I have a goldfish at home. I wish could say it was for my kids – to teach them about responsibility and life and death. But all of that would be a lie. It’s for me. I dragged it into my life, because I wanted a goldfish.
I’m not even certain what need or want it fills. It’s comforting to watch him/her swim around. It’s pleasant to have a moment of connection through the plastic as we see each other when the rest of the family is asleep. But all this occurs at the expense of whatever liberty and happiness that fish might otherwise have were it not in our flat.

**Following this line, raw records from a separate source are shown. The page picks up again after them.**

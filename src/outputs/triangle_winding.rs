/// The order the vertices of an output triangle are listed in
#[derive(Debug, PartialEq, Eq, Clone, Copy, Hash)]
pub enum TriangleWinding {
    Counterclockwise,
    Clockwise,
}

impl TriangleWinding {
    /// Puts counterclockwise vertices `[a, b, c]` into this winding
    pub fn arrange<T>(self, [a, b, c]: [T; 3]) -> [T; 3] {
        match self {
            Self::Counterclockwise => [a, b, c],
            Self::Clockwise => [a, c, b],
        }
    }
}
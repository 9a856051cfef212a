use std::ops::Range;

use crate::{
    errors::TriangulationError,
    inputs::{Coords, Vertex},
    mesh::{Mesh, Triangle},
    outputs::{ListBuilder, ListFormat},
    sweep::Sweep,
    sweep_context::SweepContext,
    validation,
};

/// A constrained Delaunay triangulation of a simple polygon, optionally with holes and Steiner points.
///
/// Vertex ids are assigned in insertion order: the boundary gets `0..n`, and every later hole vertex
/// or Steiner point takes the next id.
///
/// ```
/// use cdt_sweep::Cdt;
///
/// let mut cdt = Cdt::new([[0.0, 0.0], [4.0, 0.0], [4.0, 4.0], [0.0, 4.0]])?;
/// cdt.add_hole([[1.0, 1.0], [1.0, 3.0], [3.0, 3.0], [3.0, 1.0]])?;
/// let mesh = cdt.triangulate()?;
/// assert_eq!(mesh.len(), 8);
/// # Ok::<(), cdt_sweep::TriangulationError>(())
/// ```
#[derive(Debug, Clone)]
pub struct Cdt<V: Vertex> {
    vertices: Vec<V>,
    /// Ranges of `vertices`, boundary first
    polygons: Vec<Range<usize>>,
    mesh: Option<Mesh>,
}

impl<V: Vertex> Cdt<V> {
    /// Starts a triangulation of the simple polygon `boundary`, in either winding
    pub fn new<I: IntoIterator<Item = V>>(boundary: I) -> Result<Self, TriangulationError> {
        let vertices: Vec<V> = boundary.into_iter().collect();
        if vertices.len() < 3 {
            return Err(TriangulationError::NotEnoughVertices(vertices.len()));
        }
        let polygons = vec![0..vertices.len()];
        Ok(Self {
            vertices,
            polygons,
            mesh: None,
        })
    }

    /// Adds a hole, which must lie strictly inside the boundary and must not touch any other hole
    pub fn add_hole<I: IntoIterator<Item = V>>(&mut self, hole: I) -> Result<&mut Self, TriangulationError> {
        let start = self.vertices.len();
        self.vertices.extend(hole);
        let count = self.vertices.len() - start;
        if count < 3 {
            self.vertices.truncate(start);
            return Err(TriangulationError::NotEnoughVertices(count));
        }
        self.polygons.push(start..self.vertices.len());
        self.mesh = None;
        Ok(self)
    }

    /// Adds holes in order. Holes before the first invalid one are kept.
    pub fn add_holes<I, H>(&mut self, holes: I) -> Result<&mut Self, TriangulationError>
    where
        I: IntoIterator<Item = H>,
        H: IntoIterator<Item = V>,
    {
        for hole in holes {
            self.add_hole(hole)?;
        }
        Ok(self)
    }

    /// Adds a Steiner point, which must lie strictly inside the region to triangulate. Returns its vertex id.
    pub fn add_point(&mut self, v: V) -> usize {
        self.mesh = None;
        self.vertices.push(v);
        self.vertices.len() - 1
    }

    /// Adds Steiner points, returning the range of their vertex ids
    pub fn add_points<I: IntoIterator<Item = V>>(&mut self, points: I) -> Range<usize> {
        self.mesh = None;
        let start = self.vertices.len();
        self.vertices.extend(points);
        start..self.vertices.len()
    }

    /// Every vertex added so far, indexed by vertex id
    pub fn vertices(&self) -> &[V] { &self.vertices }

    pub fn hole_count(&self) -> usize { self.polygons.len() - 1 }

    /// Vertex id ranges of the boundary and then each hole
    pub(crate) fn polygons(&self) -> &[Range<usize>] { &self.polygons }

    /// Triangulates the current input and stores the result, replacing any earlier result.
    ///
    /// On failure nothing is stored.
    pub fn triangulate(&mut self) -> Result<&Mesh, TriangulationError> {
        self.mesh = None;
        let mesh = self.run()?;
        Ok(self.mesh.insert(mesh))
    }

    /// The triangles from the last successful [Cdt::triangulate], unless input was added since
    pub fn triangles(&self) -> Option<&[Triangle]> {
        self.mesh.as_ref().map(Mesh::triangles)
    }

    pub fn mesh(&self) -> Option<&Mesh> {
        self.mesh.as_ref()
    }

    /// Triangulates the current input and writes the triangles through `format`.
    ///
    /// Nothing is stored on `self`. If triangulation or the builder fails, [ListBuilder::fail] is called.
    pub fn triangulate_into<'v, F: ListFormat<'v, V>>(&'v self, format: F) -> Result<<F::Builder as ListBuilder<'v, V>>::Output, TriangulationError<<F::Builder as ListBuilder<'v, V>>::Error>> {
        let mut builder = format.initialize(&self.vertices).map_err(TriangulationError::ListBuilder)?;

        let mesh = match self.run() {
            Ok(mesh) => mesh,
            Err(e) => {
                let e = e.with_builder_error();
                builder.fail(&e);
                return Err(e);
            },
        };

        for t in mesh.iter() {
            let [vi0, vi1, vi2] = <F::Builder as ListBuilder<'v, V>>::WINDING.arrange(t.vertices);
            if let Err(e) = builder.add_triangle(vi0, vi1, vi2) {
                let e = TriangulationError::ListBuilder(e);
                builder.fail(&e);
                return Err(e);
            }
        }

        builder.build().map_err(TriangulationError::ListBuilder)
    }

    fn run(&self) -> Result<Mesh, TriangulationError> {
        let result = self.sweep();
        if let Err(e) = &result {
            log::warn!("Triangulation of {} vertices failed: {}", self.vertices.len(), e);
        }
        result
    }

    fn sweep(&self) -> Result<Mesh, TriangulationError> {
        let coords: Vec<Coords<V::Coordinate>> = self.vertices.iter().map(Coords::of).collect();
        validation::validate(&coords, &self.polygons)?;

        let tcx = SweepContext::new(&coords, &self.polygons)?;
        let edge_count = tcx.edge_count();
        let (tcx, stats) = Sweep::new(tcx).triangulate()?;
        let mesh = Mesh::from_sweep(&tcx, stats);

        log::debug!("{} vertices, {} edges, {} holes: {} triangles ({} created, {} flips, {} fills, {} basins)",
            coords.len(), edge_count, self.hole_count(), mesh.len(),
            stats.triangles_created, stats.flips, stats.fills, stats.basin_fills);

        Ok(mesh)
    }
}
use std::error;

use crate::{TriangleWinding, TriangulationError};

/// Describes how the triangles of a [Cdt](crate::Cdt) are written out
pub trait ListFormat<'v, V> {
    /// The type receiving the triangles.
    ///
    /// This can be `Self` if a type implements both [ListFormat] and [ListBuilder].
    type Builder: ListBuilder<'v, V> + Sized;

    /// Creates the [ListFormat::Builder]. `vertices` are the input vertices, indexed by vertex id.
    fn initialize(self, vertices: &'v [V]) -> Result<Self::Builder, <Self::Builder as ListBuilder<'v, V>>::Error>;
}

/// Receives the triangles of a finished triangulation
pub trait ListBuilder<'v, V> {
    /// The triangle list output type
    type Output;
    /// The error type when the builder fails
    type Error: error::Error;

    /// The winding direction this builder expects for triangles
    const WINDING: TriangleWinding = TriangleWinding::Counterclockwise;

    /// Adds a triangle given by vertex ids, in [ListBuilder::WINDING] order
    fn add_triangle(&mut self, vi0: usize, vi1: usize, vi2: usize) -> Result<(), Self::Error>;

    /// Called once every triangle has been added
    fn build(self) -> Result<Self::Output, Self::Error>;

    /// Called instead of [ListBuilder::build] when triangulation fails, including when
    /// [ListBuilder::add_triangle] returned an error.
    ///
    /// Any cleanup (e.g. removing the triangles already added to an existing [Vec]) should be done here.
    fn fail(self, error: &TriangulationError<Self::Error>);
}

I’m not exactly sure what the natural habitat of the goldfish is – I’ve never see one in the wild. I suspect it’s not “the brief space between a fake plant and a miniature bridge, in an 8 litre plastic tank, on a kitchen bench, in North London.”
The only other place I’ve seen them is in pet shops and toilet bowls, but I don’t think either of those are closer to the natural state.

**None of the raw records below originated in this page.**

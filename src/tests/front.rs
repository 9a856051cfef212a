use crate::{advancing_front::AdvancingFront, idx::Idx};

fn front() -> AdvancingFront<f64> {
    AdvancingFront::new((Idx::new(10), -5.0), (Idx::new(0), 0.0), (Idx::new(11), 5.0), Idx::new(0), 8)
}

fn points(front: &AdvancingFront<f64>) -> Vec<usize> {
    front.iter().map(|ni| front.point(ni).usize()).collect()
}

#[test]
fn locate_node() {
    let mut front = front();
    let head = front.head();
    let middle = front.next(head).unwrap();

    assert_eq!(front.locate_node(-1.0), Some(head));
    assert_eq!(front.locate_node(0.0), Some(middle));
    assert_eq!(front.locate_node(4.9), Some(middle));
    // Searching backwards from the cached node
    assert_eq!(front.locate_node(-5.0), Some(head));
    // Outside the front
    assert_eq!(front.locate_node(5.0), None);
    assert_eq!(front.locate_node(-6.0), None);
}

#[test]
fn insert_and_remove() {
    let mut front = front();
    let middle = front.next(front.head()).unwrap();
    let n1 = front.insert_after(middle, Idx::new(1), 2.0).unwrap();
    let n2 = front.insert_after(n1, Idx::new(2), 3.0).unwrap();
    assert_eq!(points(&front), vec![10, 0, 1, 2, 11]);
    assert_eq!(front.locate_node(2.5), Some(n1));

    front.remove(n1).unwrap();
    assert_eq!(points(&front), vec![10, 0, 2, 11]);
    // The removed node still knows where it was
    assert_eq!(front.prev(n1), Some(middle));
    assert_eq!(front.next(n1), Some(n2));
    // and the cached search node moved off it
    assert_eq!(front.locate_node(2.5), Some(middle));

    assert!(front.remove(front.head()).is_err());
    assert!(front.insert_after(front.tail(), Idx::new(3), 6.0).is_err());
}

#[test]
fn locate_point() {
    let mut front = front();
    let middle = front.next(front.head()).unwrap();
    // Several nodes sharing one x value
    let n1 = front.insert_after(middle, Idx::new(1), 0.0).unwrap();
    let n2 = front.insert_after(n1, Idx::new(2), 0.0).unwrap();
    let n3 = front.insert_after(n2, Idx::new(3), 4.0).unwrap();

    assert_eq!(front.locate_point(Idx::new(2), 0.0), Some(n2));
    assert_eq!(front.locate_point(Idx::new(0), 0.0), Some(middle));
    assert_eq!(front.locate_point(Idx::new(3), 4.0), Some(n3));
    assert_eq!(front.locate_point(Idx::new(1), 0.0), Some(n1));
    assert_eq!(front.locate_point(Idx::new(10), -5.0), Some(front.head()));
    assert_eq!(front.locate_point(Idx::new(7), 1.0), None);
}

I have no concept of its happiness or health, concerns or ambitions – and I’m not sure that he/she does either.
Irrespective of what the fish feels, I dragged it into my orbit, to satisfy my needs. Like a drowning swimmer who has latched on to another person and won’t let go, I have bound our fates together and given the other no choice in the matter.

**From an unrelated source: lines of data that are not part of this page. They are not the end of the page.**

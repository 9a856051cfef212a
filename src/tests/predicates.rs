use crate::{inputs::Coords, math::{self, Orientation}};

fn c(x: f64, y: f64) -> Coords<f64> {
    Coords::new(x, y)
}

#[test]
fn orient_2d() {
    assert_eq!(math::orient_2d(c(0., 0.), c(1., 0.), c(0., 1.)), Orientation::Counterclockwise);
    assert_eq!(math::orient_2d(c(0., 0.), c(0., 1.), c(1., 0.)), Orientation::Clockwise);
    assert_eq!(math::orient_2d(c(0., 0.), c(1., 1.), c(3., 3.)), Orientation::Collinear);
    // No tolerance: a tiny offset is still a turn
    assert_eq!(math::orient_2d(c(0., 0.), c(1., 1.), c(3., 3. + 1e-12)), Orientation::Counterclockwise);
}

#[test]
fn in_circle() {
    let (a, b, d) = (c(0., 0.), c(2., 0.), c(0., 2.));
    assert!(math::in_circle(a, b, d, c(1.9, 1.9)));
    assert!(!math::in_circle(a, b, d, c(2.1, 2.1)));
    // Cocircular is not inside
    assert!(!math::in_circle(a, b, d, c(2., 2.)));
}

#[test]
fn in_scan_area() {
    // Convex quad a, b, d, c: b-c may be flipped to a-d
    assert!(math::in_scan_area(c(0., 0.), c(1., -1.), c(1., 1.), c(2., 0.)));
    // d outside the wedge at a
    assert!(!math::in_scan_area(c(0., 0.), c(1., -1.), c(1., 1.), c(2., 3.)));
    // a, b, d collinear
    assert!(!math::in_scan_area(c(0., 0.), c(1., -1.), c(1., 1.), c(2., -2.)));
}

#[test]
fn front_angles() {
    let origin = c(0., 0.);
    // 45° left turn
    assert!(!math::angle_exceeds_90(origin, c(1., 0.), c(1., 1.)));
    assert!(!math::angle_is_negative(origin, c(1., 0.), c(1., 1.)));
    // 135°
    assert!(math::angle_exceeds_90(origin, c(1., 0.), c(-1., 1.)));
    assert!(math::angle_exceeds_90_or_negative(origin, c(1., 0.), c(-1., 1.)));
    // -45°
    assert!(math::angle_is_negative(origin, c(1., 0.), c(1., -1.)));
    assert!(math::angle_exceeds_90_or_negative(origin, c(1., 0.), c(1., -1.)));
    assert!(!math::angle_exceeds_90_or_negative(origin, c(1., 0.), c(1., 1.)));
    // Exactly 90° is not exceeding
    assert!(!math::angle_exceeds_90(origin, c(1., 0.), c(0., 1.)));
}

#[test]
fn basin_angle() {
    // The far node is up and to the right of the node
    assert!(math::basin_angle_is_acute(c(0., 0.), c(1., 1.)));
    assert!(math::basin_angle_is_acute(c(0., 0.), c(1., 10.)));
    // Shallow: the far node is lower than the node
    assert!(!math::basin_angle_is_acute(c(0., 0.), c(1., -0.5)));
    assert!(!math::basin_angle_is_acute(c(0., 0.), c(1., -1.)));
}

#[test]
fn point_in_polygon() {
    let square = [c(0., 0.), c(2., 0.), c(2., 2.), c(0., 2.)];
    assert_eq!(math::point_in_polygon(c(1., 1.), &square), Some(true));
    assert_eq!(math::point_in_polygon(c(3., 1.), &square), Some(false));
    assert_eq!(math::point_in_polygon(c(2., 1.), &square), None);
    assert_eq!(math::point_in_polygon(c(0., 0.), &square), None);
    assert!(math::signed_area_2x(&square) > 0.);
    let mut reversed = square;
    reversed.reverse();
    assert_eq!(math::signed_area_2x(&reversed), -8.);
}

I know this sounds morbid, but it’s not. If it’s horrible, then it’s on a scale which is microscopic enough to not cause much harm to the world (except to the fish).
But it did make me think that we can do the same with people. That we can get needy, start thrashing in the water and become a peril to those within arms reach. That we can drag people into our obit and forcibly bind their fates to ours.
This isn’t to say that we shouldn’t reach out when we genuinely need help. That’s one of the main advantages of community, society and family. Perhaps we should just avoid trying to have too many goldfish.